Six characteristics of investment in fixed assets in machinery industry


According to the data analysis of the National Bureau of Statistics, in 2003, the fixed assets investment of the machinery industry was 177.6 billion yuan, accounting for 4.2% of the national investment, which was lower than the proportion of machinery industry added value of about 6% of GDP; It accounts for 4.6% of national investment, and the overall development trend is stable and not too hot. Cai Weici, deputy chairman of the China Federation of Machinery Industry, pointed out that due to the wide and scattered machinery industry industry, companies are particularly large. Under the current system, it is difficult for industrial associations to conduct systematic research and accurate statistical analysis of fixed asset investment in the industry. According to analysis by the China Federation of Machinery Industry and relevant professional associations, the current investment in fixed assets of the machinery industry has the following characteristics:

First, the reform of the market-oriented orientation of most enterprises in the machinery industry has made considerable progress: in addition to automobiles and major technical equipment, other industries such as low-voltage electrical components and complete sets of equipment, bearings, fans, pumps, valves, motors, wire and cable, refrigeration equipment, For casting, forging, heat treatment, electroplating, etc., the majority of investment entities are mainly private and foreign-funded enterprises. They generally have strong self-discipline awareness of fixed asset investment.

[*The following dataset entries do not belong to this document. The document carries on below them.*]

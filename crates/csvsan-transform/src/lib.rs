//! Field-level sanitation and normalization for the CSV sanitizer.
//!
//! This crate provides the per-record transformation components:
//!
//! - **encoding**: UTF-8 repair with replacement characters
//! - **datetime**: Pacific to Eastern timestamp normalization
//! - **duration**: unbounded-hour elapsed-time parsing and arithmetic
//! - **format**: per-column output rules and record assembly
//!
//! Data flows strictly forward through these modules: raw bytes become
//! sanitized text, sanitized text becomes normalized fields, and normalized
//! fields become one output record. Nothing here holds state across rows.

pub mod datetime;
pub mod duration;
pub mod encoding;
pub mod format;

// Re-export common functions for external use
pub use datetime::{SOURCE_ZONE, TARGET_ZONE, normalize_timestamp, normalize_timestamp_between};
pub use duration::Duration;
pub use encoding::sanitize_field;
pub use format::{maybe_quote, normalize_record, pad_postal_code};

Second, investment in most sub-sectors is mainly concentrated in the field of technological transformation. For example, several large-scale power generation equipment groups are faced with tight production tasks. The industry unifies its thinking and draws lessons from the past. Basically, it does not blindly expand its general processing capacity, but expands it. Cooperation scope, extensive use of processing capacity at home and abroad, to increase supply, enterprises focus on product sets, system integration and technological advances of key new products (such as heavy-duty gas turbines, etc.), as well as to alleviate key bottlenecks (such as Harbin and Oriental Both groups are planning to build a coastal super-large processing and assembly shipping base);

Third, many large-scale investment projects in coastal cities are carried out in combination with the land replacement of the original enterprises in the urban transformation and the relocation of “retreat two into three”, such as Dalian Heavy Machinery-Lifting Group, Beijing No. 1 Machine Tool, Beijing Switch Factory, and Dalian Machine Tool Plant. , Tiexi District, Shenyang, relocation of enterprises, etc., these projects are generally more concerned with the relocation and structural adjustment, technological upgrading combined;

Fourth, major technology and equipment enterprises (such as a heavy, double, etc.) have weak self-accumulation ability, and their investment in technological transformation is obviously insufficient, and their dependence on the country is large;

Fifth, a small number of industries such as automobiles and auto parts, engineering machinery, and internal combustion engines, etc., have a rapid increase in production capacity while upgrading their products. And most of the major projects are built with foreign partners, such as Beijing Hyundai, Beijing Benz, Tianjin FAW Toyota, Changchun FAW Fengyue, Dongfeng Nissan, Dongfeng Honda, Dongfeng Renault, Brilliance BMW, Jinan Huawo Truck, Changan Ford, Dongfeng. Cummins, Guangzhou Automobile Engines, Diesel Engines in Shandong and Caterpillar, etc.; these projects are generally subject to national approval. It is worth noting that in the increasingly open environment, the control over the localization rate of the entire vehicle has been weakened, and the momentum of assembly has been increasing. In addition to the entire vehicle and engine, auto parts are also a new investment hot spot. It is reported that Wanxiang Group is planning a project with an annual output of 1 million tons of forgings, with an annual output of 300,000 tons, which is a world-class scale.

Sixthly, transnational corporations have shown stronger and stronger mergers and acquisitions and control over the industry’s intentions to develop better momentum and control the Chinese market (such as Xu Gong, Chang Kai, Wuxi Weifu, Shanghai Xinhua, etc.), and related places. The government also encourages and even requires companies to enter into joint ventures on foreign terms, because they fear that if they do not agree, they will allow peer companies in other places to have the opportunity to attract foreigners at a lower asking price, and eventually cause local companies to be squeezed. This situation threatens the autonomy of China's equipment manufacturing industry and hopes that relevant state departments will pay attention to and control it.